__Exercise brief__
Transcribe, word for word and without additions, each line below from the one containing "pub use fiscal_year::validate_fiscal_year;" through the one containing "#[derive(Clone, Debug, Default, PartialEq, Eq)]", both ends included.

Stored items
---------------

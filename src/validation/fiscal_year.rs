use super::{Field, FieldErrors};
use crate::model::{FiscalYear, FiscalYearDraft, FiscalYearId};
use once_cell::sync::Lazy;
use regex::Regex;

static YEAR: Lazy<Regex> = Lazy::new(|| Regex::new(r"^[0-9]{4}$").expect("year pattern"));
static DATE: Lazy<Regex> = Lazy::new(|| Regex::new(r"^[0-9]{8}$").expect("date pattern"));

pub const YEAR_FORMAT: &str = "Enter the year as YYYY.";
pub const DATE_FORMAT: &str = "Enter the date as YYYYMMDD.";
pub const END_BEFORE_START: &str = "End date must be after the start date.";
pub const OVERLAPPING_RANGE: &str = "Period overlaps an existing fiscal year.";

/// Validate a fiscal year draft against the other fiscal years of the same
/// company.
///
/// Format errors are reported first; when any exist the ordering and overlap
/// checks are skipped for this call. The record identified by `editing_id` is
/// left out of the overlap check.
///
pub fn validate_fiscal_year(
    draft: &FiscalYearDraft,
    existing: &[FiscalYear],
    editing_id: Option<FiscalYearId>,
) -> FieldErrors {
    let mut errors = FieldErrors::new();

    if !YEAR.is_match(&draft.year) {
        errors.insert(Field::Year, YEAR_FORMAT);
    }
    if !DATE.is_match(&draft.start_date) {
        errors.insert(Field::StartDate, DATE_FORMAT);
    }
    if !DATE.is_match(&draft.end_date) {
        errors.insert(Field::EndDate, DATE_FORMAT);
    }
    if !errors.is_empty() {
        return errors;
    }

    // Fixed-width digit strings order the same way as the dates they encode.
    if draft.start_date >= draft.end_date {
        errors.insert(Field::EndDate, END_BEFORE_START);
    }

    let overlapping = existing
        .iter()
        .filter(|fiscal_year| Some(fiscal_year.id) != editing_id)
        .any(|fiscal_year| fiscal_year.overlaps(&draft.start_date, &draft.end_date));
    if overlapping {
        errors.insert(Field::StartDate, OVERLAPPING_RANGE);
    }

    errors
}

---------------

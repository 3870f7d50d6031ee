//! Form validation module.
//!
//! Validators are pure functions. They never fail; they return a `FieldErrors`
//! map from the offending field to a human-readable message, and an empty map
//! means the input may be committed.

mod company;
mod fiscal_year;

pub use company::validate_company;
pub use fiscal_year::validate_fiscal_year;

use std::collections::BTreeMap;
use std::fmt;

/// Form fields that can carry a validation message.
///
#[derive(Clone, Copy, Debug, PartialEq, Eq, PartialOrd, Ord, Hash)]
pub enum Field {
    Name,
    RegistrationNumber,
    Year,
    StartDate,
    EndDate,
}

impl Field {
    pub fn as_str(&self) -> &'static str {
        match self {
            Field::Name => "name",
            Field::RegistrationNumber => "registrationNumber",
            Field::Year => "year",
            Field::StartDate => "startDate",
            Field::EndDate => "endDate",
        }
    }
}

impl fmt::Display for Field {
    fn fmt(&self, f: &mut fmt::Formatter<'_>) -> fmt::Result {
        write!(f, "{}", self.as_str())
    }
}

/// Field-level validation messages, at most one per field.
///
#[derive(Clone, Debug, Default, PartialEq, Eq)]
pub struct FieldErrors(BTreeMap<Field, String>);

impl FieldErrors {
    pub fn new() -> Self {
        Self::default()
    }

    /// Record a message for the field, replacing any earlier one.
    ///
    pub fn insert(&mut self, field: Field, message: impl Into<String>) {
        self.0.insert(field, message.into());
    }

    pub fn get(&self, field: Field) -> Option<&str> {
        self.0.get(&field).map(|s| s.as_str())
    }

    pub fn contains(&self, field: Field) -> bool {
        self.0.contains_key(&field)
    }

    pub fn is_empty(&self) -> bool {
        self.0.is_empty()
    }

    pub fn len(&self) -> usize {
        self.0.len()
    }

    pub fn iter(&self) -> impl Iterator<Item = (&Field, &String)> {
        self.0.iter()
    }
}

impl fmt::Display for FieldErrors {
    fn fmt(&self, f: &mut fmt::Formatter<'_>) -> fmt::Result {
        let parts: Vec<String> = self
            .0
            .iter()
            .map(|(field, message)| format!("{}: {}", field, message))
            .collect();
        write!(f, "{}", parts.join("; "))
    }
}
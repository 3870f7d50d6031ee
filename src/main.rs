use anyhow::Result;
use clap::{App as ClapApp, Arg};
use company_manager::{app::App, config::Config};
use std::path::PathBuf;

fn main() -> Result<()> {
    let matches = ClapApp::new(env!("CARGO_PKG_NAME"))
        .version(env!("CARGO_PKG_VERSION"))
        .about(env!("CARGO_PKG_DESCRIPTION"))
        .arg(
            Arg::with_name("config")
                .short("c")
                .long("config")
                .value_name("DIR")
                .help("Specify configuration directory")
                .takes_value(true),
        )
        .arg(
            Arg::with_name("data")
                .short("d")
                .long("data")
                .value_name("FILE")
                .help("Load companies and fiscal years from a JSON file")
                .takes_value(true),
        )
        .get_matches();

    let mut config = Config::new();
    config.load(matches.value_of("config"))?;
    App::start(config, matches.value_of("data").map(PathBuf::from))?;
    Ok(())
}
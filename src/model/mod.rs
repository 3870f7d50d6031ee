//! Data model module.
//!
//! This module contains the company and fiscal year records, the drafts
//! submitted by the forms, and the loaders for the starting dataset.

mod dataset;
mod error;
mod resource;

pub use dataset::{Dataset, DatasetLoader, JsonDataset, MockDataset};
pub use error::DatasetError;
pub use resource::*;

---------------

__Solution to the exercise__
pub use fiscal_year::validate_fiscal_year;

use std::collections::BTreeMap;
use std::fmt;

/// Form fields that can carry a validation message.
///
#[derive(Clone, Copy, Debug, PartialEq, Eq, PartialOrd, Ord, Hash)]
pub enum Field {
    Name,
    RegistrationNumber,
    Year,
    StartDate,
    EndDate,
}

impl Field {
    pub fn as_str(&self) -> &'static str {
        match self {
            Field::Name => "name",
            Field::RegistrationNumber => "registrationNumber",
            Field::Year => "year",
            Field::StartDate => "startDate",
            Field::EndDate => "endDate",
        }
    }
}

impl fmt::Display for Field {
    fn fmt(&self, f: &mut fmt::Formatter<'_>) -> fmt::Result {
        write!(f, "{}", self.as_str())
    }
}

/// Field-level validation messages, at most one per field.
///
#[derive(Clone, Debug, Default, PartialEq, Eq)]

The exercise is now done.